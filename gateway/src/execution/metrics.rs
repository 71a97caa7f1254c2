//! Fixed-capacity ring buffer of execution outcomes plus a derived aggregate snapshot: a single
//! mutex-guarded buffer, with lock-free reads for callers via a cloned snapshot rather than a
//! held lock.

use std::collections::VecDeque;
use std::time::{Duration, Instant};

use parking_lot::Mutex;

use domain::order::OrderType;

#[derive(Debug, Clone, PartialEq)]
pub struct ExecutionRecord {
    pub symbol: String,
    pub order_type: OrderType,
    pub slippage: f64,
    pub fill_latency: Duration,
    pub quality_score: f64,
    pub volatility: f64,
    pub volume: f64,
    pub success: bool,
    pub cause: Option<String>,
}

#[derive(Debug, Clone, Copy)]
pub struct MetricsSnapshot {
    pub total_orders: u64,
    pub successful: u64,
    pub failed: u64,
    pub avg_slippage: f64,
    pub avg_fill_latency: Duration,
    pub avg_quality_score: f64,
    pub market_orders: u64,
    pub limit_orders: u64,
    pub last_adaptation_at: Option<Instant>,
}

struct Inner {
    records: VecDeque<ExecutionRecord>,
    capacity: usize,
    total_orders: u64,
    successful: u64,
    failed: u64,
    market_orders: u64,
    limit_orders: u64,
    last_adaptation_at: Option<Instant>,
}

/// Append-only from [`crate::execution::engine::ExecutionEngine`]; every other reader only calls
/// [`MetricsStore::snapshot`], which clones the aggregate counters under a short-held lock rather
/// than walking the ring buffer.
pub struct MetricsStore {
    inner: Mutex<Inner>,
}

impl MetricsStore {
    pub fn new(capacity: usize) -> Self {
        Self {
            inner: Mutex::new(Inner {
                records: VecDeque::with_capacity(capacity),
                capacity,
                total_orders: 0,
                successful: 0,
                failed: 0,
                market_orders: 0,
                limit_orders: 0,
                last_adaptation_at: None,
            }),
        }
    }

    pub fn record(&self, record: ExecutionRecord) {
        let mut inner = self.inner.lock();
        inner.total_orders += 1;
        if record.success {
            inner.successful += 1;
        } else {
            inner.failed += 1;
        }
        match record.order_type {
            OrderType::Market | OrderType::StopMarket => inner.market_orders += 1,
            OrderType::Limit | OrderType::StopLimit => inner.limit_orders += 1,
        }
        if inner.records.len() == inner.capacity {
            inner.records.pop_front();
        }
        inner.records.push_back(record);
    }

    pub fn mark_adaptation(&self) {
        self.inner.lock().last_adaptation_at = Some(Instant::now());
    }

    /// Average `qualityScore` for the last `window` records matching `order_type`, used by the
    /// engine's adaptation pass to compare order types against each other.
    pub fn avg_quality_for(&self, order_type: OrderType, window: usize) -> Option<f64> {
        let inner = self.inner.lock();
        let scores: Vec<f64> = inner
            .records
            .iter()
            .rev()
            .take(window)
            .filter(|r| r.order_type == order_type)
            .map(|r| r.quality_score)
            .collect();
        if scores.is_empty() {
            None
        } else {
            Some(scores.iter().sum::<f64>() / scores.len() as f64)
        }
    }

    pub fn recent_slippage_avg(&self, window: usize) -> Option<f64> {
        let inner = self.inner.lock();
        let values: Vec<f64> = inner.records.iter().rev().take(window).map(|r| r.slippage).collect();
        if values.is_empty() {
            None
        } else {
            Some(values.iter().sum::<f64>() / values.len() as f64)
        }
    }

    pub fn snapshot(&self) -> MetricsSnapshot {
        let inner = self.inner.lock();
        let n = inner.records.len().max(1) as f64;
        let avg_slippage = inner.records.iter().map(|r| r.slippage).sum::<f64>() / n;
        let avg_quality_score = inner.records.iter().map(|r| r.quality_score).sum::<f64>() / n;
        let avg_fill_latency = if inner.records.is_empty() {
            Duration::ZERO
        } else {
            inner.records.iter().map(|r| r.fill_latency).sum::<Duration>() / inner.records.len() as u32
        };
        MetricsSnapshot {
            total_orders: inner.total_orders,
            successful: inner.successful,
            failed: inner.failed,
            avg_slippage,
            avg_fill_latency,
            avg_quality_score,
            market_orders: inner.market_orders,
            limit_orders: inner.limit_orders,
            last_adaptation_at: inner.last_adaptation_at,
        }
    }
}

#[cfg(test)]
mod tests {
    use super::*;

    fn record(order_type: OrderType, quality_score: f64, success: bool) -> ExecutionRecord {
        ExecutionRecord {
            symbol: "BTCUSDT".to_string(),
            order_type,
            slippage: 0.001,
            fill_latency: Duration::from_millis(100),
            quality_score,
            volatility: 0.02,
            volume: 1_000_000.0,
            success,
            cause: None,
        }
    }

    #[test]
    fn ring_buffer_evicts_oldest_past_capacity() {
        let store = MetricsStore::new(2);
        store.record(record(OrderType::Market, 0.5, true));
        store.record(record(OrderType::Market, 0.6, true));
        store.record(record(OrderType::Market, 0.7, true));
        let snapshot = store.snapshot();
        assert!((snapshot.avg_quality_score - 0.65).abs() < 1e-9);
    }

    #[test]
    fn snapshot_tracks_success_and_order_type_counts() {
        let store = MetricsStore::new(10);
        store.record(record(OrderType::Market, 0.8, true));
        store.record(record(OrderType::Limit, 0.2, false));
        let snapshot = store.snapshot();
        assert_eq!(snapshot.total_orders, 2);
        assert_eq!(snapshot.successful, 1);
        assert_eq!(snapshot.failed, 1);
        assert_eq!(snapshot.market_orders, 1);
        assert_eq!(snapshot.limit_orders, 1);
    }

    #[test]
    fn avg_quality_for_filters_by_order_type() {
        let store = MetricsStore::new(10);
        store.record(record(OrderType::Market, 0.9, true));
        store.record(record(OrderType::Limit, 0.1, true));
        assert!((store.avg_quality_for(OrderType::Market, 10).unwrap() - 0.9).abs() < 1e-9);
        assert_eq!(store.avg_quality_for(OrderType::StopLimit, 10), None);
    }
}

######

**WORK TO BE COMPLETED**
Every line of the listing that includes the word "rather" belongs in the answer.

**EXERCISE RESULT**
//! mutex-guarded buffer, with lock-free reads for callers via a cloned snapshot rather than a
/// [`MetricsStore::snapshot`], which clones the aggregate counters under a short-held lock rather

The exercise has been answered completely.